Stored entries:
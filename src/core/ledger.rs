//! Ledger business logic - transactions and budgets of the logged-in user.
//!
//! Every operation takes the caller's [`SessionContext`] and fails with
//! `Error::NotAuthenticated` before touching the store when nobody is logged
//! in. Reads and deletes are scoped to the session user; the one exception is
//! budget deletion under [`BudgetDeleteScope::AnyOwner`].

use crate::{
    core::session::SessionContext,
    db::{
        budgets::{self, BudgetChanges},
        transactions::{self, NewTransaction},
    },
    entities::{budget, transaction},
    errors::{Error, Result},
};
use chrono::NaiveDate;
use sea_orm::{DatabaseConnection, TransactionTrait};
use serde::Deserialize;
use tracing::{info, instrument};

/// Date format accepted for transaction dates
pub const DATE_FORMAT: &str = "%Y-%m-%d";

/// Which budgets `delete_budget` may remove.
#[derive(Debug, Clone, Copy, Default, PartialEq, Eq, Deserialize)]
#[serde(rename_all = "snake_case")]
pub enum BudgetDeleteScope {
    /// Only budgets owned by the session user
    #[default]
    OwnerOnly,
    /// Any budget whose id matches, whoever owns it
    AnyOwner,
}

/// Whether `set_budget` inserted a new row or changed an existing one.
#[derive(Debug, Clone, Copy, PartialEq, Eq)]
pub enum BudgetChange {
    /// No budget existed for the category
    Created,
    /// The existing budget's amount was replaced
    Updated,
}

/// Parses a user-typed amount, ignoring `,` thousands separators.
///
/// The sign is kept as typed.
///
/// # Errors
/// Returns `Error::InvalidAmount` if the text is not a finite number.
pub fn parse_amount(text: &str) -> Result<f64> {
    text.trim()
        .replace(',', "")
        .parse::<f64>()
        .ok()
        .filter(|amount| amount.is_finite())
        .ok_or_else(|| Error::InvalidAmount {
            input: text.to_string(),
        })
}

/// Parses a `YYYY-MM-DD` date.
///
/// # Errors
/// Returns `Error::InvalidDate` for any other format or an impossible date.
pub fn parse_date(text: &str) -> Result<NaiveDate> {
    NaiveDate::parse_from_str(text.trim(), DATE_FORMAT).map_err(|_| Error::InvalidDate {
        input: text.to_string(),
    })
}

/// Records a transaction for the session user.
///
/// The amount is parsed before the date, so input that is wrong in both
/// places reports the amount.
#[instrument(skip(db, session))]
pub async fn add_transaction(
    db: &DatabaseConnection,
    session: &SessionContext,
    transaction_type: &str,
    category: &str,
    amount_text: &str,
    date_text: &str,
) -> Result<transaction::Model> {
    let user_id = session.user_id()?;
    let amount = parse_amount(amount_text)?;
    let date = parse_date(date_text)?;

    let created = transactions::create_transaction(
        db,
        NewTransaction {
            transaction_type: transaction_type.to_string(),
            category: category.to_string(),
            amount,
            date,
            user_id,
        },
    )
    .await?;

    info!(transaction_id = created.id, user_id, "Transaction added");
    Ok(created)
}

/// Lists the session user's transactions in insertion order.
pub async fn list_transactions(
    db: &DatabaseConnection,
    session: &SessionContext,
) -> Result<Vec<transaction::Model>> {
    let user_id = session.user_id()?;
    transactions::list_transactions_by_user(db, user_id, None).await
}

/// Deletes one of the session user's transactions.
///
/// # Errors
/// Returns `Error::NotFound` if no transaction with this id belongs to the
/// session user. Other users' transactions are reported the same way.
#[instrument(skip(db, session))]
pub async fn delete_transaction(
    db: &DatabaseConnection,
    session: &SessionContext,
    transaction_id: i64,
) -> Result<()> {
    let user_id = session.user_id()?;

    transactions::get_transaction_for_user(db, transaction_id, user_id)
        .await?
        .ok_or(Error::NotFound {
            entity: "Transaction",
            id: transaction_id,
        })?;

    transactions::delete_transaction(db, transaction_id).await?;
    info!(transaction_id, user_id, "Transaction deleted");
    Ok(())
}

/// Sets the session user's budget for a category, updating it if one exists.
///
/// The lookup and the write run in one database transaction so a category
/// never ends up with two rows.
#[instrument(skip(db, session))]
pub async fn set_budget(
    db: &DatabaseConnection,
    session: &SessionContext,
    category: &str,
    amount_text: &str,
) -> Result<(budget::Model, BudgetChange)> {
    let user_id = session.user_id()?;
    let amount = parse_amount(amount_text)?;

    let txn = db.begin().await?;

    let existing = budgets::get_budget_for_user_and_category(&txn, user_id, category).await?;
    let result = match existing {
        Some(budget) => (
            budgets::update_budget(
                &txn,
                budget,
                BudgetChanges {
                    amount: Some(amount),
                    ..Default::default()
                },
            )
            .await?,
            BudgetChange::Updated,
        ),
        None => (
            budgets::create_budget(&txn, user_id, category.to_string(), amount).await?,
            BudgetChange::Created,
        ),
    };

    txn.commit().await?;

    info!(budget_id = result.0.id, user_id, change = ?result.1, "Budget saved");
    Ok(result)
}

/// Lists the session user's budgets in insertion order.
pub async fn list_budgets(
    db: &DatabaseConnection,
    session: &SessionContext,
) -> Result<Vec<budget::Model>> {
    let user_id = session.user_id()?;
    budgets::list_budgets_by_user(db, user_id, None).await
}

/// Deletes a budget by id.
///
/// With [`BudgetDeleteScope::AnyOwner`] the lookup ignores ownership, so any
/// logged-in user can delete any budget whose id they know.
///
/// # Errors
/// Returns `Error::NotFound` if no budget with this id is in scope.
#[instrument(skip(db, session))]
pub async fn delete_budget(
    db: &DatabaseConnection,
    session: &SessionContext,
    budget_id: i64,
    scope: BudgetDeleteScope,
) -> Result<()> {
    let user_id = session.user_id()?;

    let budget = match scope {
        BudgetDeleteScope::OwnerOnly => budgets::get_budget_for_user(db, budget_id, user_id).await?,
        BudgetDeleteScope::AnyOwner => budgets::get_budget_by_id(db, budget_id).await?,
    }
    .ok_or(Error::NotFound {
        entity: "Budget",
        id: budget_id,
    })?;

    budgets::delete_budget(db, budget.id).await?;
    info!(budget_id, user_id, owner_id = budget.user_id, "Budget deleted");
    Ok(())
}
//! Console abstraction for the interactive menu.
//!
//! The controller talks to a [`Console`] rather than to stdin/stdout directly so
//! the whole menu can be driven from a script in tests.

use crate::errors::Result;
use std::io::{self, BufRead, IsTerminal, Write};

/// Line-oriented input and output.
pub trait Console {
    /// Shows `prompt` and reads one line without its line ending.
    ///
    /// Returns `None` at end of input.
    fn read_line(&mut self, prompt: &str) -> Result<Option<String>>;

    /// Like [`Console::read_line`] but without echoing the input.
    fn read_password(&mut self, prompt: &str) -> Result<Option<String>>;

    /// Writes `line` followed by a newline.
    fn write_line(&mut self, line: &str) -> Result<()>;
}

/// Shows `prompt` until the user types something other than whitespace.
///
/// Returns `None` at end of input.
pub fn ask<C: Console + ?Sized>(console: &mut C, prompt: &str) -> Result<Option<String>> {
    loop {
        match console.read_line(prompt)? {
            Some(line) if line.trim().is_empty() => {}
            Some(line) => return Ok(Some(line.trim().to_string())),
            None => return Ok(None),
        }
    }
}

/// Password counterpart of [`ask`]. The password is returned untrimmed.
pub fn ask_password<C: Console + ?Sized>(
    console: &mut C,
    prompt: &str,
) -> Result<Option<String>> {
    loop {
        match console.read_password(prompt)? {
            Some(password) if password.is_empty() => {}
            other => return Ok(other),
        }
    }
}

/// Reads one line from `reader` without its line ending, `None` at end of input.
fn read_input_line<R: BufRead>(reader: &mut R) -> Result<Option<String>> {
    let mut line = String::new();
    if reader.read_line(&mut line)? == 0 {
        return Ok(None);
    }
    Ok(Some(line.trim_end_matches(['\r', '\n']).to_string()))
}

/// The process terminal: stdin/stdout, with `rpassword` for hidden input.
///
/// When stdin is not a terminal (piped or redirected input) passwords are
/// read from stdin like any other line.
#[derive(Debug, Default)]
pub struct Terminal;

impl Console for Terminal {
    fn read_line(&mut self, prompt: &str) -> Result<Option<String>> {
        let mut stdout = io::stdout().lock();
        write!(stdout, "{prompt}")?;
        stdout.flush()?;

        read_input_line(&mut io::stdin().lock())
    }

    fn read_password(&mut self, prompt: &str) -> Result<Option<String>> {
        if !io::stdin().is_terminal() {
            return self.read_line(prompt);
        }

        match rpassword::prompt_password(prompt) {
            Ok(password) => Ok(Some(password)),
            Err(e) if e.kind() == io::ErrorKind::UnexpectedEof => Ok(None),
            Err(e) => Err(e.into()),
        }
    }

    fn write_line(&mut self, line: &str) -> Result<()> {
        let mut stdout = io::stdout().lock();
        writeln!(stdout, "{line}")?;
        Ok(())
    }
}

#[cfg(test)]
mod tests {
    #![allow(clippy::unwrap_used)]
    use super::*;
    use crate::test_utils::ScriptedConsole;

    #[test]
    fn test_ask_skips_blank_lines_and_trims() {
        let mut console = ScriptedConsole::new(["", "   ", "  alice "]);
        assert_eq!(ask(&mut console, "Username: ").unwrap().as_deref(), Some("alice"));
        assert_eq!(console.prompts().len(), 3);
    }

    #[test]
    fn test_ask_returns_none_at_end_of_input() {
        let mut console = ScriptedConsole::new([""]);
        assert_eq!(ask(&mut console, "Username: ").unwrap(), None);
    }

    #[test]
    fn test_read_input_line_strips_line_endings() {
        let mut input = io::Cursor::new("alice\r\npw123\nlast");
        assert_eq!(read_input_line(&mut input).unwrap().as_deref(), Some("alice"));
        assert_eq!(read_input_line(&mut input).unwrap().as_deref(), Some("pw123"));
        assert_eq!(read_input_line(&mut input).unwrap().as_deref(), Some("last"));
        assert_eq!(read_input_line(&mut input).unwrap(), None);
    }

    #[test]
    fn test_ask_password_keeps_spaces() {
        let mut console = ScriptedConsole::new(["", " pw 123 "]);
        let password = ask_password(&mut console, "Password: ").unwrap();
        assert_eq!(password.as_deref(), Some(" pw 123 "));
    }
}
//! Budget entity - A spending limit for one category of one user.

use sea_orm::entity::prelude::*;
use serde::{Deserialize, Serialize};

/// Budget database model
#[derive(Clone, Debug, PartialEq, DeriveEntityModel, Serialize, Deserialize)]
#[sea_orm(table_name = "budgets")]
pub struct Model {
    /// Unique identifier for the budget
    #[sea_orm(primary_key)]
    pub id: i64,
    /// Category the limit applies to
    pub category: String,
    /// Budgeted amount
    pub amount: f64,
    /// Owner of the budget
    pub user_id: i64,
}

/// Defines relationships between Budget and other entities
#[derive(Copy, Clone, Debug, EnumIter, DeriveRelation)]
pub enum Relation {
    /// Each budget belongs to one user
    #[sea_orm(
        belongs_to = "super::user::Entity",
        from = "Column::UserId",
        to = "super::user::Column::Id"
    )]
    User,
}

impl Related<super::user::Entity> for Entity {
    fn to() -> RelationDef {
        Relation::User.def()
    }
}

impl ActiveModelBehavior for ActiveModel {}
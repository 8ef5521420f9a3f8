//! Budget accessors.

use crate::{
    entities::{Budget, budget},
    errors::Result,
};
use sea_orm::{QueryOrder, Set, prelude::*};
use tracing::debug;

/// Fields of a budget that may be changed in place.
#[derive(Debug, Clone, Default, PartialEq)]
pub struct BudgetChanges {
    /// New category
    pub category: Option<String>,
    /// New amount
    pub amount: Option<f64>,
}

/// Inserts a budget row and returns it with its assigned id.
pub async fn create_budget<C>(
    db: &C,
    user_id: i64,
    category: String,
    amount: f64,
) -> Result<budget::Model>
where
    C: ConnectionTrait,
{
    let budget_model = budget::ActiveModel {
        category: Set(category),
        amount: Set(amount),
        user_id: Set(user_id),
        ..Default::default()
    };

    let result = budget_model.insert(db).await?;
    debug!(budget_id = result.id, user_id = result.user_id, "Inserted budget");
    Ok(result)
}

/// Finds a budget by primary key regardless of owner.
pub async fn get_budget_by_id<C>(db: &C, budget_id: i64) -> Result<Option<budget::Model>>
where
    C: ConnectionTrait,
{
    Budget::find_by_id(budget_id).one(db).await.map_err(Into::into)
}

/// Finds a budget by primary key only if `user_id` owns it.
pub async fn get_budget_for_user<C>(
    db: &C,
    budget_id: i64,
    user_id: i64,
) -> Result<Option<budget::Model>>
where
    C: ConnectionTrait,
{
    Budget::find_by_id(budget_id)
        .filter(budget::Column::UserId.eq(user_id))
        .one(db)
        .await
        .map_err(Into::into)
}

/// Finds the budget a user has set for one category.
pub async fn get_budget_for_user_and_category<C>(
    db: &C,
    user_id: i64,
    category: &str,
) -> Result<Option<budget::Model>>
where
    C: ConnectionTrait,
{
    Budget::find()
        .filter(budget::Column::UserId.eq(user_id))
        .filter(budget::Column::Category.eq(category))
        .order_by_asc(budget::Column::Id)
        .one(db)
        .await
        .map_err(Into::into)
}

/// Lists every budget in the store, in insertion order.
pub async fn list_all_budgets<C>(db: &C) -> Result<Vec<budget::Model>>
where
    C: ConnectionTrait,
{
    Budget::find()
        .order_by_asc(budget::Column::Id)
        .all(db)
        .await
        .map_err(Into::into)
}

/// Lists the budgets owned by `user_id`, optionally narrowed to one category.
pub async fn list_budgets_by_user<C>(
    db: &C,
    user_id: i64,
    category: Option<&str>,
) -> Result<Vec<budget::Model>>
where
    C: ConnectionTrait,
{
    let mut query = Budget::find().filter(budget::Column::UserId.eq(user_id));
    if let Some(category) = category {
        query = query.filter(budget::Column::Category.eq(category));
    }

    query
        .order_by_asc(budget::Column::Id)
        .all(db)
        .await
        .map_err(Into::into)
}

/// Applies `changes` to an existing budget and returns the updated row.
///
/// Fields left as `None` keep their stored value.
pub async fn update_budget<C>(
    db: &C,
    existing: budget::Model,
    changes: BudgetChanges,
) -> Result<budget::Model>
where
    C: ConnectionTrait,
{
    let mut active_model: budget::ActiveModel = existing.into();
    if let Some(category) = changes.category {
        active_model.category = Set(category);
    }
    if let Some(amount) = changes.amount {
        active_model.amount = Set(amount);
    }

    active_model.update(db).await.map_err(Into::into)
}

/// Deletes a budget by id. Returns whether a row was removed.
pub async fn delete_budget<C>(db: &C, budget_id: i64) -> Result<bool>
where
    C: ConnectionTrait,
{
    let result = Budget::delete_by_id(budget_id).exec(db).await?;
    Ok(result.rows_affected > 0)
}
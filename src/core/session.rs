//! Session state - which user, if any, is logged in.
//!
//! A [`SessionContext`] is owned by the menu controller and handed to every
//! ledger and report call by reference. It holds at most one user; logging
//! in again replaces the previous one.

use crate::{
    entities::user,
    errors::{Error, Result},
};

/// Single-slot record of the authenticated user.
#[derive(Debug, Clone, Default, PartialEq, Eq)]
pub struct SessionContext {
    user: Option<user::Model>,
}

impl SessionContext {
    /// Creates an unauthenticated session.
    #[must_use]
    pub const fn new() -> Self {
        Self { user: None }
    }

    /// Installs `user` as the authenticated user.
    pub fn login(&mut self, user: user::Model) {
        self.user = Some(user);
    }

    /// Clears the session, returning the user that was logged in.
    pub fn logout(&mut self) -> Option<user::Model> {
        self.user.take()
    }

    /// Whether a user is logged in.
    #[must_use]
    pub const fn is_authenticated(&self) -> bool {
        self.user.is_some()
    }

    /// The logged-in user.
    ///
    /// # Errors
    /// Returns `Error::NotAuthenticated` when nobody is logged in.
    pub fn current_user(&self) -> Result<&user::Model> {
        self.user.as_ref().ok_or(Error::NotAuthenticated)
    }

    /// Id of the logged-in user.
    ///
    /// # Errors
    /// Returns `Error::NotAuthenticated` when nobody is logged in.
    pub fn user_id(&self) -> Result<i64> {
        self.current_user().map(|user| user.id)
    }
}

#[cfg(test)]
mod tests {
    #![allow(clippy::unwrap_used)]
    use super::*;

    fn user(id: i64, username: &str) -> user::Model {
        user::Model {
            id,
            username: username.to_string(),
            password_hash: "hash".to_string(),
            email: None,
        }
    }

    #[test]
    fn test_new_session_is_unauthenticated() {
        let session = SessionContext::new();
        assert!(!session.is_authenticated());
        assert!(matches!(session.current_user(), Err(Error::NotAuthenticated)));
        assert!(matches!(session.user_id(), Err(Error::NotAuthenticated)));
    }

    #[test]
    fn test_login_then_logout() {
        let mut session = SessionContext::new();
        session.login(user(1, "alice"));

        assert!(session.is_authenticated());
        assert_eq!(session.user_id().unwrap(), 1);
        assert_eq!(session.current_user().unwrap().username, "alice");

        let logged_out = session.logout();
        assert_eq!(logged_out.map(|u| u.id), Some(1));
        assert!(!session.is_authenticated());
        assert!(session.logout().is_none());
    }

    #[test]
    fn test_login_replaces_previous_user() {
        let mut session = SessionContext::new();
        session.login(user(1, "alice"));
        session.login(user(2, "bob"));

        assert_eq!(session.user_id().unwrap(), 2);
    }
}
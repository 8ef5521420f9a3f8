//! Record store - per-entity CRUD accessors over the `SeaORM` entities.
//!
//! Every accessor runs a single statement against whatever connection it is
//! handed and returns store errors unchanged inside [`crate::errors::Error`].
//! Nothing here knows about sessions; ownership scoping is expressed through
//! the `user_id` arguments and enforced by the services in [`crate::core`].

/// Budget rows
pub mod budgets;
/// Transaction rows and aggregates
pub mod transactions;
/// User rows
pub mod users;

» Task to carry out: Return a copy of every line in the records that includes the string "owned".

» Finished exercise:
    /// Only budgets owned by the session user
/// Lists the budgets owned by `user_id`, optionally narrowed to one category.
//! A [`SessionContext`] is owned by the menu controller and handed to every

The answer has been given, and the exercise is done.